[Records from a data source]
########

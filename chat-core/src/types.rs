use serde::{Deserialize, Serialize};
use serde_json::{Map, Value};
use std::fmt;

/// Which branch produced an answer.
#[derive(Debug, Clone, Copy, PartialEq, Eq, Hash, Serialize, Deserialize)]
#[serde(rename_all = "snake_case")]
pub enum ResponsePath {
    SystemTime,
    RealtimeSearch,
    Vectorstore,
    Error,
}

impl ResponsePath {
    pub fn as_str(&self) -> &'static str {
        match self {
            ResponsePath::SystemTime => "system_time",
            ResponsePath::RealtimeSearch => "realtime_search",
            ResponsePath::Vectorstore => "vectorstore",
            ResponsePath::Error => "error",
        }
    }
}

impl fmt::Display for ResponsePath {
    fn fmt(&self, f: &mut fmt::Formatter<'_>) -> fmt::Result {
        f.write_str(self.as_str())
    }
}

/// Provider-agnostic piece of context that grounded an answer.
#[derive(Debug, Clone, PartialEq, Serialize, Deserialize)]
pub struct ContextItem {
    pub content: String,
    #[serde(default)]
    pub metadata: Map<String, Value>,
}

impl ContextItem {
    pub fn new(content: impl Into<String>) -> Self {
        Self {
            content: content.into(),
            metadata: Map::new(),
        }
    }

    pub fn with_metadata(mut self, key: &str, value: impl Into<Value>) -> Self {
        self.metadata.insert(key.to_string(), value.into());
        self
    }
}

#[derive(Debug, Clone, PartialEq, Serialize, Deserialize)]
pub struct ChatResult {
    pub answer: String,
    pub context: Vec<ContextItem>,
    pub path: ResponsePath,
}

impl ChatResult {
    pub fn new(answer: impl Into<String>, context: Vec<ContextItem>, path: ResponsePath) -> Self {
        Self {
            answer: answer.into(),
            context,
            path,
        }
    }

    /// Apologetic answer with no context, tagged `error`.
    pub fn error(answer: impl Into<String>) -> Self {
        Self::new(answer, Vec::new(), ResponsePath::Error)
    }
}
//! Tavily search API client.

use anyhow::{anyhow, Context, Result};
use async_trait::async_trait;
use reqwest::Client;
use serde::{Deserialize, Serialize};
use tracing::{info, warn};

use crate::{SearchResult, WebSearch};

pub const DEFAULT_TAVILY_BASE_URL: &str = "https://api.tavily.com";
const DEFAULT_MAX_RESULTS: usize = 5;

/// Tavily REST client (`POST {base}/search`).
#[derive(Debug, Clone)]
pub struct TavilySearch {
    client: Client,
    api_key: String,
    base_url: String,
    max_results: usize,
}

impl TavilySearch {
    pub fn new(api_key: String) -> Self {
        Self {
            client: Client::new(),
            api_key,
            base_url: DEFAULT_TAVILY_BASE_URL.to_string(),
            max_results: DEFAULT_MAX_RESULTS,
        }
    }

    /// Points the client at another endpoint (tests, proxies). Trailing `/` is dropped.
    pub fn with_base_url(mut self, base_url: impl Into<String>) -> Self {
        self.base_url = base_url.into().trim_end_matches('/').to_string();
        self
    }

    pub fn with_max_results(mut self, max_results: usize) -> Self {
        self.max_results = max_results.max(1);
        self
    }

    pub fn base_url(&self) -> &str {
        &self.base_url
    }

    pub fn max_results(&self) -> usize {
        self.max_results
    }
}

#[derive(Debug, Serialize)]
struct SearchRequest<'a> {
    query: &'a str,
    max_results: usize,
    search_depth: &'a str,
}

#[derive(Debug, Deserialize)]
struct SearchResponse {
    #[serde(default)]
    results: Vec<TavilyResult>,
}

#[derive(Debug, Deserialize)]
struct TavilyResult {
    #[serde(default)]
    title: String,
    #[serde(default)]
    url: String,
    #[serde(default)]
    content: String,
    #[serde(default)]
    score: f64,
}

impl From<TavilyResult> for SearchResult {
    fn from(r: TavilyResult) -> Self {
        SearchResult {
            title: r.title,
            url: r.url,
            content: r.content,
            score: r.score,
        }
    }
}

#[async_trait]
impl WebSearch for TavilySearch {
    async fn search(&self, query: &str) -> Result<Vec<SearchResult>> {
        info!(query = %query, max_results = self.max_results, "step: web search request");

        let request = SearchRequest {
            query,
            max_results: self.max_results,
            search_depth: "basic",
        };

        let response = self
            .client
            .post(format!("{}/search", self.base_url))
            .bearer_auth(&self.api_key)
            .json(&request)
            .send()
            .await
            .context("Failed to send Tavily search request")?;

        let status = response.status();
        if !status.is_success() {
            let body = response.text().await.unwrap_or_default();
            warn!(status = %status, "Tavily search failed");
            return Err(anyhow!("Tavily API error ({}): {}", status, body));
        }

        let parsed: SearchResponse = response
            .json()
            .await
            .context("Failed to parse Tavily search response")?;

        let results: Vec<SearchResult> = parsed
            .results
            .into_iter()
            .filter(|r| !r.content.trim().is_empty())
            .map(SearchResult::from)
            .collect();
        info!(result_count = results.len(), "step: web search done");
        Ok(results)
    }
}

########

## THE TASK:
Check each line of the entries above, and show every one holding the word "usize".

## SOLUTION:
const DEFAULT_MAX_RESULTS: usize = 5;
    max_results: usize,
    pub fn with_max_results(mut self, max_results: usize) -> Self {
    pub fn max_results(&self) -> usize {
    max_results: usize,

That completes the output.